Amaral destacou que as ações cíveis têm uma duração mínima de seis meses mas podem chegar a até 47 anos para terem um desfecho. De acordo com ele, as mais longas são as que tratam sobre desapropriação de imóveis. As ações mais breves são as que acabam na primeira instância como separação consensual, arrolamento de bens e inventário, quando há consenso. Os processos que tramitam nas três instâncias (1, 2 e tribunais superiores) têm duração mínima de quatro anos e oito meses.
''O tempo médio de duração das ações cíveis é algo alarmante e dá um sintoma do caos que está o poder judiciário'', afirmou Amaral. Para ele, os principais fatores que levam a esta morosidade na solução das ações são a falta de estrutura do judiciário, a pouca racionalização do trabalho do judiciário, o número de recursos que podem ser impetrados e tornam as ações mais longas, o uso em excesso de recursos por parte dos advogados e o fato de os prazos serem em dobro ou quádruplo quando o Estado (governos municipais, estaduais e federais) está envolvido como réu.

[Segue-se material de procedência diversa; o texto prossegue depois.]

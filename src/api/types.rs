use crate::domain::Player;
use serde::{Deserialize, Serialize};

/// The player view the API exposes: the identity/bio subset of the row.
#[derive(Debug, Clone, Serialize)]
pub struct PlayerResponse {
    pub player_id: i32,
    pub full_name: String,
    pub team: Option<String>,
    pub position: Option<String>,
    pub birthdate: Option<String>,
    pub height_in: Option<i32>,
    pub weight_lbs: Option<f64>,
}

impl From<Player> for PlayerResponse {
    fn from(player: Player) -> Self {
        Self {
            player_id: player.player_id.unwrap_or_default(),
            full_name: player.full_name,
            team: player.team,
            position: player.position,
            birthdate: player.birthdate.map(|d| d.format("%Y-%m-%d").to_string()),
            height_in: player.height_in,
            weight_lbs: player.weight_lbs,
        }
    }
}

/// Compact row for autocomplete results.
#[derive(Debug, Clone, Serialize)]
pub struct PlayerSearchResult {
    pub player_id: i32,
    pub full_name: String,
    pub team_abbreviation: Option<String>,
}

impl From<Player> for PlayerSearchResult {
    fn from(player: Player) -> Self {
        Self {
            player_id: player.player_id.unwrap_or_default(),
            full_name: player.full_name,
            team_abbreviation: player.team_abbreviation,
        }
    }
}

/// `?season=` query parameter shared by the stats endpoints.
#[derive(Debug, Clone, Deserialize)]
pub struct SeasonQuery {
    pub season: Option<String>,
}

/// `?q=&limit=` parameters for autocomplete search.
#[derive(Debug, Clone, Deserialize)]
pub struct SearchQuery {
    pub q: String,
    pub limit: Option<i64>,
}

#[cfg(test)]
mod tests {
    use super::*;
    use chrono::NaiveDate;

    fn sample_player() -> Player {
        Player {
            player_id: Some(7),
            nba_player_id: 2544,
            full_name: "LeBron James".to_string(),
            first_name: Some("LeBron".to_string()),
            last_name: Some("James".to_string()),
            team: Some("Lakers".to_string()),
            team_abbreviation: Some("LAL".to_string()),
            position: Some("Forward".to_string()),
            birthdate: NaiveDate::from_ymd_opt(1984, 12, 30),
            height_in: Some(81),
            weight_lbs: Some(250.0),
            country: Some("USA".to_string()),
            draft_year: Some("2003".to_string()),
            draft_round: Some("1".to_string()),
            draft_number: Some("1".to_string()),
            from_year: Some(2003),
            to_year: Some(2024),
            is_active: true,
        }
    }

    #[test]
    fn test_player_response_formats_birthdate() {
        let response = PlayerResponse::from(sample_player());
        assert_eq!(response.player_id, 7);
        assert_eq!(response.birthdate.as_deref(), Some("1984-12-30"));
    }

    #[test]
    fn test_search_result_is_compact() {
        let result = PlayerSearchResult::from(sample_player());
        let json = serde_json::to_value(&result).unwrap();
        assert_eq!(
            json,
            serde_json::json!({
                "player_id": 7,
                "full_name": "LeBron James",
                "team_abbreviation": "LAL"
            })
        );
    }
}
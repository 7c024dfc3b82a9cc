pub mod handlers;
pub mod routes;
pub mod state;
pub mod types;

pub use routes::create_router;
pub use state::AppState;
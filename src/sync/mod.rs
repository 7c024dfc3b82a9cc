//! ETL sync runs against the external stats feed.
//!
//! Each run fetches a feed table, resolves external identities onto
//! internal player ids, and batch-upserts the result. Feed errors skip the
//! current item and the run continues; persistence errors roll the batch
//! back and propagate.

pub mod on_off;
pub mod players;
pub mod stats;
pub mod traditional;

pub use on_off::sync_on_off;
pub use players::sync_players;
pub use stats::sync_advanced;
pub use traditional::sync_traditional;

use crate::domain::Season;
use crate::error::Result;
use crate::feed::StatsFeedClient;
use crate::store::PostgresStore;
use std::fmt;
use tracing::info;

/// Outcome of one sync run: rows written vs. rows skipped because their
/// external identity could not be resolved (or the feed failed for them).
#[derive(Debug, Clone, Copy, Default, PartialEq, Eq)]
pub struct SyncReport {
    pub written: u64,
    pub skipped: u64,
}

impl fmt::Display for SyncReport {
    fn fmt(&self, f: &mut fmt::Formatter<'_>) -> fmt::Result {
        write!(f, "{} written, {} skipped", self.written, self.skipped)
    }
}

/// Run every sync in dependency order: players first so the stat syncs
/// have identities to resolve against.
pub async fn sync_all(
    feed: &StatsFeedClient,
    store: &PostgresStore,
    season: &Season,
) -> Result<()> {
    let report = sync_players(feed, store, season).await?;
    info!("Player sync: {report}");

    let report = sync_advanced(feed, store, season).await?;
    info!("Advanced stats sync: {report}");

    let report = sync_traditional(feed, store, season).await?;
    info!("Traditional stats sync: {report}");

    let report = sync_on_off(feed, store, season).await?;
    info!("On/off stats sync: {report}");

    Ok(())
}
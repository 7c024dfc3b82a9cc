use crate::store::PostgresStore;
use std::sync::Arc;

/// Shared application state for API handlers
#[derive(Clone)]
pub struct AppState {
    /// Database connection pool wrapper
    pub store: Arc<PostgresStore>,
}

impl AppState {
    pub fn new(store: Arc<PostgresStore>) -> Self {
        Self { store }
    }
}
use thiserror::Error;

/// Main error type for the stats pipeline and API
#[derive(Error, Debug)]
pub enum HoopcastError {
    // Configuration errors
    #[error("Configuration error: {0}")]
    Config(#[from] config::ConfigError),

    // Database errors
    #[error("Database error: {0}")]
    Database(#[from] sqlx::Error),

    #[error("Migration error: {0}")]
    Migration(#[from] sqlx::migrate::MigrateError),

    // Network errors
    #[error("HTTP request error: {0}")]
    Http(#[from] reqwest::Error),

    #[error("Rate limited: {0}")]
    RateLimited(String),

    // Serialization errors
    #[error("JSON serialization error: {0}")]
    Json(#[from] serde_json::Error),

    // Feed errors
    #[error("Feed error: {0}")]
    Feed(String),

    #[error("Feed result set missing: {0}")]
    MissingResultSet(String),

    // Domain errors
    #[error("Invalid season: {0}")]
    InvalidSeason(String),

    // IO errors
    #[error("IO error: {0}")]
    Io(#[from] std::io::Error),

    // Generic errors
    #[error("Internal error: {0}")]
    Internal(String),

    #[error("{0}")]
    Other(#[from] anyhow::Error),
}

/// Result type alias for HoopcastError
pub type Result<T> = std::result::Result<T, HoopcastError>;
use axum::{routing::get, Router};
use tower_http::cors::{Any, CorsLayer};

use crate::api::{handlers, state::AppState};

pub fn create_router(state: AppState) -> Router {
    // CORS configuration
    let cors = CorsLayer::new()
        .allow_origin(Any)
        .allow_methods(Any)
        .allow_headers(Any);

    Router::new()
        .route("/", get(handlers::root))
        // Player endpoints
        .route("/players", get(handlers::get_players))
        .route("/players/search", get(handlers::search_players))
        .route("/players/:player_id", get(handlers::get_player))
        .route("/players/by-name/:full_name", get(handlers::get_player_by_name))
        // Advanced stats endpoints
        .route("/stats/:player_id", get(handlers::get_stats))
        .route("/stats/by-name/:full_name", get(handlers::get_stats_by_name))
        // Percentile endpoints
        .route("/stats/percentiles/:player_id", get(handlers::get_percentiles))
        .route(
            "/stats/percentiles/by-name/:full_name",
            get(handlers::get_percentiles_by_name),
        )
        // Traditional stats endpoints
        .route("/traditional_stats/:player_id", get(handlers::get_traditional_stats))
        .route(
            "/traditional_stats/by-name/:full_name",
            get(handlers::get_traditional_stats_by_name),
        )
        // Add state and CORS
        .with_state(state)
        .layer(cors)
}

Na primeira instância, as ações demoram, em média, 4 anos e 5 meses; na segunda instância (Tribunal de Justiça do Paraná), o tempo de duração é de 2 anos e 2 meses e nos tribunais superiores (STJ e STF) de 1 ano e 2 meses. Amaral explica que a demora é maior na primeira instância porque as provas testemunhais, documentais e periciais são produzidas nesta fase do processo.
A pesquisa do IBPT foi iniciada em janeiro. O levantamento foi realizado a partir do acompanhamento de 3.792 ações ajuizadas em várias Comarcas do Estado e do acompanhamento eletrônico de 12.785 ações nos sites da Associação dos Serventuários da Justiça (www.assejepar.com.br), do Tribunal de Justiça do Paraná (www.tj.pr.gov.br), do Superior Tribunal de Justiça (www.stj.gov.br) e do Supremo Tribunal Federal (www.stf.gov.br). Também foi tomado como base, o acompanhamento das publicações de despachos e sentenças no Diário Oficial.
A pesquisa utilizou dados de ações nas Comarcas de Curitiba, Araucária, Paranaguá, Londrina, Maringá, Campo Mourão, Foz do Iguaçu, Toledo, Ponta Grossa, Ibaiti, Cianorte, Cascavel, Umuarama, Tibagi, Guarapuava, União da Vitória, Wenceslau Braz, Prudentópolis, Ortigueira a Balsa Nova.